Both the line containing "the same group." and the line containing "expression. Feeds with" belong to the span. Output exactly that span from the listing below, and nothing outside it.
::: Material for this exercise :::
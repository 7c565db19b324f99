//! Schedule construction and the run loop

use std::collections::HashMap;
use std::sync::Arc;
use std::time::Duration;

use chrono::Utc;
use thiserror::Error;
use tracing::info;

use feedstock_drivers::FeedDriver;
use feedstock_publisher::Publisher;

use crate::group::FeedGroup;
use crate::schedule::{Schedule, ScheduleError};
use crate::server;

#[derive(Debug, Error)]
pub enum SchedulerError {
    #[error("failed to parse `{rate}` as duration: {message}")]
    InvalidPollRate { rate: String, message: String },

    #[error(transparent)]
    Schedule(#[from] ScheduleError),

    #[error("http server error: {0}")]
    Server(#[from] std::io::Error),
}

/// Registry of feeds to run on schedules, plus the HTTP trigger port.
pub struct Scheduler {
    registry: HashMap<String, Arc<dyn FeedDriver>>,
    publisher: Arc<dyn Publisher>,
    http_port: u16,
}

impl Scheduler {
    pub fn new(
        registry: HashMap<String, Arc<dyn FeedDriver>>,
        publisher: Arc<dyn Publisher>,
        http_port: u16,
    ) -> Self {
        Self {
            registry,
            publisher,
            http_port,
        }
    }

    /// Runs the scheduler until the HTTP server exits: spawns one timer
    /// loop per scheduled group and serves the trigger endpoint for the
    /// rest. Schedule parsing happens before anything spawns, so a bad
    /// expression fails startup rather than a background task.
    pub async fn run(
        self,
        initial_cutoff: Duration,
        enable_default_timer: bool,
    ) -> Result<(), SchedulerError> {
        let default_schedule = format!("@every {}", humantime::format_duration(initial_cutoff));
        let schedules = build_schedules(self.registry, self.publisher, initial_cutoff)?;

        let mut http_groups = Vec::new();
        let mut timers = Vec::new();
        for (expression, group) in schedules {
            let feeds = group.feed_names().join(", ");

            let expression = if expression.is_empty() {
                if !enable_default_timer {
                    // Without the default timer, unscheduled feeds are
                    // driven purely by HTTP requests. Keeping them off
                    // cron means a request can never race a timer tick
                    // for the same group.
                    http_groups.push(group);
                    continue;
                }
                default_schedule.clone()
            } else {
                expression
            };

            let schedule = Schedule::parse(&expression)?;
            info!(feeds = %feeds, schedule = %expression, "running a timer");
            timers.push((schedule, group));
        }

        for (schedule, group) in timers {
            tokio::spawn(run_on_schedule(schedule, group));
        }

        server::serve(http_groups, self.http_port).await
    }
}

/// One group's timer loop. Ticks fire on schedule regardless of how
/// long the previous invocation takes; each tick runs through the
/// skip-if-still-running entry point, so a slow poll drops overlapping
/// ticks instead of queueing them.
async fn run_on_schedule(schedule: Schedule, group: Arc<FeedGroup>) {
    loop {
        let delay = schedule.next_delay(Utc::now());
        tokio::time::sleep(delay).await;
        let group = group.clone();
        tokio::spawn(async move { group.run().await });
    }
}

/// Partitions the registry into feed groups keyed by schedule
/// expression. Feeds with their own poll rate get an `@every` schedule
/// and an initial cutoff matching that rate; the rest share the `""`
/// key and the global cutoff.
pub fn build_schedules(
    registry: HashMap<String, Arc<dyn FeedDriver>>,
    publisher: Arc<dyn Publisher>,
    initial_cutoff: Duration,
) -> Result<HashMap<String, Arc<FeedGroup>>, SchedulerError> {
    let mut buckets: HashMap<String, (Duration, Vec<Arc<dyn FeedDriver>>)> = HashMap::new();

    for driver in registry.into_values() {
        let rate = driver.options().poll_rate.clone();
        let (key, cutoff) = if rate.is_empty() {
            (String::new(), initial_cutoff)
        } else {
            let duration = humantime::parse_duration(&rate).map_err(|err| {
                SchedulerError::InvalidPollRate {
                    rate: rate.clone(),
                    message: err.to_string(),
                }
            })?;
            (format!("@every {rate}"), duration)
        };
        buckets.entry(key).or_insert_with(|| (cutoff, Vec::new())).1.push(driver);
    }

    Ok(buckets
        .into_iter()
        .map(|(key, (cutoff, drivers))| {
            let group = Arc::new(FeedGroup::new(drivers, publisher.clone(), cutoff));
            (key, group)
        })
        .collect())
}
//! Downstream publishers
//!
//! A publisher hands one serialized package record at a time to a
//! message bus or sink. Delivery is at-least-once and unordered;
//! backpressure is expressed by `send` blocking until the backend
//! acknowledges. Publishers never retry internally beyond what their
//! client library already does, and they must be safe for concurrent
//! `send` calls because every feed group shares one instance.

mod gcp_pubsub;
mod http;
mod kafka;
mod stdout;

use async_trait::async_trait;
use thiserror::Error;

pub use gcp_pubsub::{GcpPubSubConfig, GcpPubSubPublisher};
pub use http::{HttpPublisher, HttpPublisherConfig};
pub use kafka::{KafkaConfig, KafkaPublisher};
pub use stdout::StdoutPublisher;

#[derive(Error, Debug)]
pub enum PublishError {
    #[error("publisher configuration error: {0}")]
    Config(String),

    #[error("failed to deliver message: {0}")]
    Delivery(String),

    #[error("HTTP request failed with status code: {status}")]
    UnsuccessfulRequest { status: reqwest::StatusCode },

    #[error("request failed: {0}")]
    Http(#[from] reqwest::Error),
}

/// At-least-once hand-off to a downstream bus.
#[async_trait]
pub trait Publisher: Send + Sync {
    /// Delivers one message body, blocking until the backend
    /// acknowledges it or the attempt fails permanently.
    async fn send(&self, body: &[u8]) -> Result<(), PublishError>;

    /// Stable backend identifier, e.g. `"kafka"`.
    fn name(&self) -> &'static str;
}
:::
__Solution for this problem__:
                    // for the same group.
                    http_groups.push(group);
                    continue;
                }
                default_schedule.clone()
            } else {
                expression
            };

            let schedule = Schedule::parse(&expression)?;
            info!(feeds = %feeds, schedule = %expression, "running a timer");
            timers.push((schedule, group));
        }

        for (schedule, group) in timers {
            tokio::spawn(run_on_schedule(schedule, group));
        }

        server::serve(http_groups, self.http_port).await
    }
}

/// One group's timer loop. Ticks fire on schedule regardless of how
/// long the previous invocation takes; each tick runs through the
/// skip-if-still-running entry point, so a slow poll drops overlapping
/// ticks instead of queueing them.
async fn run_on_schedule(schedule: Schedule, group: Arc<FeedGroup>) {
    loop {
        let delay = schedule.next_delay(Utc::now());
        tokio::time::sleep(delay).await;
        let group = group.clone();
        tokio::spawn(async move { group.run().await });
    }
}

/// Partitions the registry into feed groups keyed by schedule
/// expression. Feeds with their own poll rate get an `@every` schedule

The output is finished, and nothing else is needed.